AW: It’s going to invoke a fundamental change in the practice of pathology, in particular anatomical pathology. We’re starting to encounter that now. Early on, when PD-L1 was first launched, we had a single clone, but it was read in different ways. Now, there are many immunologic markers, tumor types, and ways to read them. In addition, you are not only doing tissue stains but that is combined with sequencing. Pathologists will need “just-in-time” decision support to guide which test to use and in what situations to use them. Within the next decade, artificial intelligence for image analysis is going to come into play as well.

Kineticos: There’s quite a bit of work being done in gene and cell therapy and gene editing. It is early days in those areas. How is that therapeutic work going to affect what we have to consider on the diagnostics side? How are we going to be able to support that? What other things are we going to have to consider?
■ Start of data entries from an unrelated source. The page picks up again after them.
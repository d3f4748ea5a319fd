use thiserror::Error;

/// Errors surfaced by the task store.
///
/// Read failures never show up here: a missing or unreadable backing file
/// loads as an empty list. Write failures do, so the caller can tell the
/// user persistence failed.
#[derive(Error, Debug)]
pub enum StoreError {
    #[error("Failed to write backing file: {0}")]
    Io(#[from] std::io::Error),

    #[error("Failed to serialize tasks: {0}")]
    Serialize(#[from] serde_json::Error),

    #[error("Task title cannot be empty")]
    EmptyTitle,

    #[error("Invalid due date (expected YYYY-MM-DD): {0}")]
    BadDate(String),

    #[error("Task index {index} is out of range (list has {len} tasks)")]
    IndexOutOfRange { index: usize, len: usize },
}

impl StoreError {
    /// True for input mistakes the caller can fix, as opposed to I/O trouble.
    pub fn is_user_error(&self) -> bool {
        matches!(
            self,
            StoreError::EmptyTitle | StoreError::BadDate(_) | StoreError::IndexOutOfRange { .. }
        )
    }
}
AW: It will be driven by germline sequencing. People will jump to the conclusion that we will just sequence everybody in the world. I don’t know if that’s the strategy or if you come up with cheaper screening strategies to see if people are phenotypically expressing the condition to identify someone who is presented with a particular syndrome and may have one of these abnormalities.

We are only seeing the most extreme examples of this, and a lot of these are spontaneous mutations. We will discover people who present with much milder forms of the disease. The discussion will center around when and if those people need to be treated. Gene therapy has great potential. It’s going to change the way we think about diagnosing disease and what disease is.

There will be cohorts of people who express the gene but are phenotypically normal. The questions to be answered will be: How often are they treated? What does it do to change your all-cause mortality?  And ultimately, what is disease?

Kineticos: What is disease? It sounds like a philosophical question but it’s extremely practical. What is normal and what is abnormal? I don’t think we have to answer to that.